Devido à elevada umidade do ar proveniente da região atlântica, na última semana ocorreram chuvas fracas e esparsas na maior parte do estado do Paraná, com exceção de rápidas pancadas em algumas localidades, porém com predominância de sol na maioria do período. Os totais de precipitação durante a semana variaram de 0 a 5 mm na faixa oeste do estado e aumentaram gradualmente até cerca de 60 mm na região do litoral.
As temperaturas ainda continuaram elevadas, porém mais amenas em comparação com o pico do verão, principalmente ao amanhecer e à noite. Foram mais elevadas no litoral e nas regiões vizinhas aos vales do rios Paranapanema e Paraná, desde Porecatú a Foz do Iguaçu, sendo registradas temperaturas médias semanais acima de 24 graus C e mínimas e máximas oscilando entre 19 a 32 graus C. Nas regiões sudeste a sudoeste, as temperaturas médias permaneceram ao redor de 20 graus C nas regiões mais elevadas, como em Palmas, e em cerca de 20 a 22 graus C no restante das localidades.
Essas condições climáticas continuam sendo altamente favoráveis para a safra de verão que se aproxima do final de ciclo. No momento, a maioria das lavouras encontra-se em fase de maturação e colheita, necessitando de períodos de estiagem para facilitar as operações de colheita. A umidade do solo favorável e temperatura adequada beneficiam a manutenção das pastagens viçosas e a granação de frutos das lavouras de café.
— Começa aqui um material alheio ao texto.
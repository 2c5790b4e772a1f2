//! Groq client implementation

use async_trait::async_trait;
use futures::StreamExt;
use reqwest::header::{HeaderMap, RETRY_AFTER};
use reqwest::{Client, StatusCode};
use std::time::Duration;
use tracing::debug;

use crate::llm::core::{
    error::LlmError,
    provider::{EventStream, LlmProvider},
    types::GenerateRequest,
};

use super::mapper::{from_groq_chunk, to_groq_request, ChunkState};
use super::sse::parse_sse_stream;
use super::types::{GroqErrorResponse, GroqSseEvent};

/// Public Groq API endpoint
pub const DEFAULT_BASE_URL: &str = "https://api.groq.com/openai/v1";

/// Groq model identifiers
#[derive(Debug, Clone, Default, PartialEq, Eq)]
pub enum GroqModel {
    /// Llama 3.3 70B, the default for visitor chat
    #[default]
    Llama33Versatile,
    /// Llama 3.1 8B, faster and cheaper
    Llama31Instant,
    /// Any other model id Groq serves
    Custom(String),
}

impl GroqModel {
    /// Get the model identifier string
    pub fn as_str(&self) -> &str {
        match self {
            GroqModel::Llama33Versatile => "llama-3.3-70b-versatile",
            GroqModel::Llama31Instant => "llama-3.1-8b-instant",
            GroqModel::Custom(id) => id,
        }
    }

    /// Resolve a model id, keeping unknown ids as `Custom`
    pub fn from_id(id: &str) -> Self {
        match id {
            "llama-3.3-70b-versatile" => GroqModel::Llama33Versatile,
            "llama-3.1-8b-instant" => GroqModel::Llama31Instant,
            other => GroqModel::Custom(other.to_string()),
        }
    }
}

/// Client for streaming chat completions from Groq
pub struct GroqClient {
    /// HTTP client for making requests
    http_client: Client,
    /// Bearer token
    api_key: String,
    /// API root, without the trailing `/chat/completions`
    base_url: String,
    /// Model to use
    model: GroqModel,
}

impl GroqClient {
    /// Create a new Groq client
    ///
    /// # Errors
    ///
    /// Returns an error if the API key is blank or the HTTP client cannot be built.
    pub fn new(
        api_key: impl Into<String>,
        base_url: impl Into<String>,
        model: GroqModel,
    ) -> Result<Self, LlmError> {
        let api_key = api_key.into();
        if api_key.trim().is_empty() {
            return Err(LlmError::AuthenticationError(
                "Groq API key is empty".to_string(),
            ));
        }

        let http_client = Client::builder()
            .connect_timeout(Duration::from_secs(5))
            .build()
            .map_err(|e| LlmError::HttpError {
                status: 0,
                body: format!("Failed to create HTTP client: {}", e),
            })?;

        Ok(Self {
            http_client,
            api_key,
            base_url: base_url.into(),
            model,
        })
    }

    /// Model this client talks to
    pub fn model(&self) -> &GroqModel {
        &self.model
    }

    /// Build the endpoint URL for streaming
    fn build_endpoint_url(&self) -> String {
        format!("{}/chat/completions", self.base_url.trim_end_matches('/'))
    }

    /// Make a streaming request to Groq
    async fn make_streaming_request(&self, request: GenerateRequest) -> Result<EventStream, LlmError> {
        let groq_request = to_groq_request(request, self.model.as_str());

        let url = self.build_endpoint_url();
        let response = self
            .http_client
            .post(&url)
            .bearer_auth(&self.api_key)
            .json(&groq_request)
            .send()
            .await?;

        let status = response.status();
        if !status.is_success() {
            let retry_after = retry_after(response.headers());
            let body = response.text().await.unwrap_or_default();
            return Err(classify_error(status, retry_after, body));
        }

        let mut sse_stream = parse_sse_stream(Box::pin(response.bytes_stream()));

        let event_stream = async_stream::stream! {
            let mut state = ChunkState::default();

            while let Some(result) = sse_stream.next().await {
                match result {
                    Ok(GroqSseEvent::Chunk(chunk)) => {
                        for event in from_groq_chunk(chunk, &mut state) {
                            yield Ok(event);
                        }
                    }
                    Ok(GroqSseEvent::Done) => {
                        debug!("Groq stream completed");
                        return;
                    }
                    Ok(GroqSseEvent::Error(body)) => {
                        yield Err(LlmError::ProviderError {
                            code: body.code(),
                            message: body.message,
                        });
                        return;
                    }
                    Err(e) => {
                        yield Err(e);
                        return;
                    }
                }
            }

            // A finish reason without [DONE] is still a complete answer
            if !state.is_finished() {
                yield Err(LlmError::StreamError(
                    "Upstream closed the stream before completion".to_string(),
                ));
            }
        };

        Ok(Box::pin(event_stream))
    }
}

#[async_trait]
impl LlmProvider for GroqClient {
    async fn stream_generate(&self, request: GenerateRequest) -> Result<EventStream, LlmError> {
        self.make_streaming_request(request).await
    }
}

fn retry_after(headers: &HeaderMap) -> Option<Duration> {
    headers
        .get(RETRY_AFTER)
        .and_then(|v| v.to_str().ok())
        .and_then(|v| v.trim().parse::<u64>().ok())
        .map(Duration::from_secs)
}

/// Map a non-success response onto the error taxonomy
fn classify_error(status: StatusCode, retry_after: Option<Duration>, body: String) -> LlmError {
    let parsed = serde_json::from_str::<GroqErrorResponse>(&body).ok();

    match status {
        StatusCode::UNAUTHORIZED | StatusCode::FORBIDDEN => LlmError::AuthenticationError(
            parsed.map(|p| p.error.message).unwrap_or(body),
        ),
        StatusCode::TOO_MANY_REQUESTS => LlmError::RateLimitExceeded { retry_after },
        _ => match parsed {
            Some(envelope) if envelope.error.code() == "invalid_api_key" => {
                LlmError::AuthenticationError(envelope.error.message)
            }
            Some(envelope) if envelope.error.code() == "rate_limit_exceeded" => {
                LlmError::RateLimitExceeded { retry_after }
            }
            Some(envelope) => LlmError::ProviderError {
                code: envelope.error.code(),
                message: envelope.error.message,
            },
            None => LlmError::HttpError {
                status: status.as_u16(),
                body,
            },
        },
    }
}

#[cfg(test)]
mod tests {
    use super::*;

    #[test]
    fn test_groq_model_as_str() {
        assert_eq!(GroqModel::Llama33Versatile.as_str(), "llama-3.3-70b-versatile");
        assert_eq!(GroqModel::Llama31Instant.as_str(), "llama-3.1-8b-instant");
        assert_eq!(GroqModel::Custom("mixtral-8x7b-32768".into()).as_str(), "mixtral-8x7b-32768");
    }

    #[test]
    fn test_groq_model_from_id() {
        assert_eq!(GroqModel::from_id("llama-3.1-8b-instant"), GroqModel::Llama31Instant);
        assert_eq!(
            GroqModel::from_id("gemma2-9b-it"),
            GroqModel::Custom("gemma2-9b-it".to_string())
        );
    }

    #[test]
    fn test_endpoint_url_format() {
        let client = GroqClient::new("key", "https://api.groq.com/openai/v1/", GroqModel::default())
            .unwrap();
        assert_eq!(
            client.build_endpoint_url(),
            "https://api.groq.com/openai/v1/chat/completions"
        );
    }

    #[test]
    fn test_blank_api_key_rejected() {
        let result = GroqClient::new("  ", DEFAULT_BASE_URL, GroqModel::default());
        assert!(matches!(result, Err(LlmError::AuthenticationError(_))));
    }

    #[test]
    fn test_classify_unauthorized() {
        let body = r#"{"error":{"message":"Invalid API Key","type":"invalid_request_error","code":"invalid_api_key"}}"#;
        let err = classify_error(StatusCode::UNAUTHORIZED, None, body.to_string());
        match err {
            LlmError::AuthenticationError(message) => assert_eq!(message, "Invalid API Key"),
            other => panic!("Expected authentication error, got {:?}", other),
        }
    }

    #[test]
    fn test_classify_rate_limited() {
        let err = classify_error(
            StatusCode::TOO_MANY_REQUESTS,
            Some(Duration::from_secs(7)),
            String::new(),
        );
        assert!(matches!(
            err,
            LlmError::RateLimitExceeded { retry_after: Some(d) } if d == Duration::from_secs(7)
        ));
    }

    #[test]
    fn test_classify_unparseable_body() {
        let err = classify_error(StatusCode::BAD_GATEWAY, None, "<html>".to_string());
        assert!(matches!(err, LlmError::HttpError { status: 502, .. }));
    }

    #[test]
    fn test_retry_after_header() {
        let mut headers = HeaderMap::new();
        headers.insert(RETRY_AFTER, "12".parse().unwrap());
        assert_eq!(retry_after(&headers), Some(Duration::from_secs(12)));
        assert_eq!(retry_after(&HeaderMap::new()), None);
    }
}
A situação é desfavorável somente na região sudoeste, onde as últimas chuvas significativas ocorreram em 13 de fevereiro (35 mm). Essa condição começa a ser crítica para o feijão da seca semeado em início de janeiro, que agora encontra-se na fase crítica de floração. Conforme mostrado no mapa de disponibilidade de água no solo, a água disponível para o crescimento da cultura encontra-se em níveis críticos (0 a 20% da capacidade máxima), devendo haver abortamento de flores e comprometimento da produtividade se a situação se prolongar durante a próxima semana. A situação ainda não é crítica para o milho safrinha, do sudoeste ao noroeste do estado, embora possa haver problemas de emergência nas áreas sob plantio convencional, devido à perda de umidade do solo resultante das operações de preparo de solo.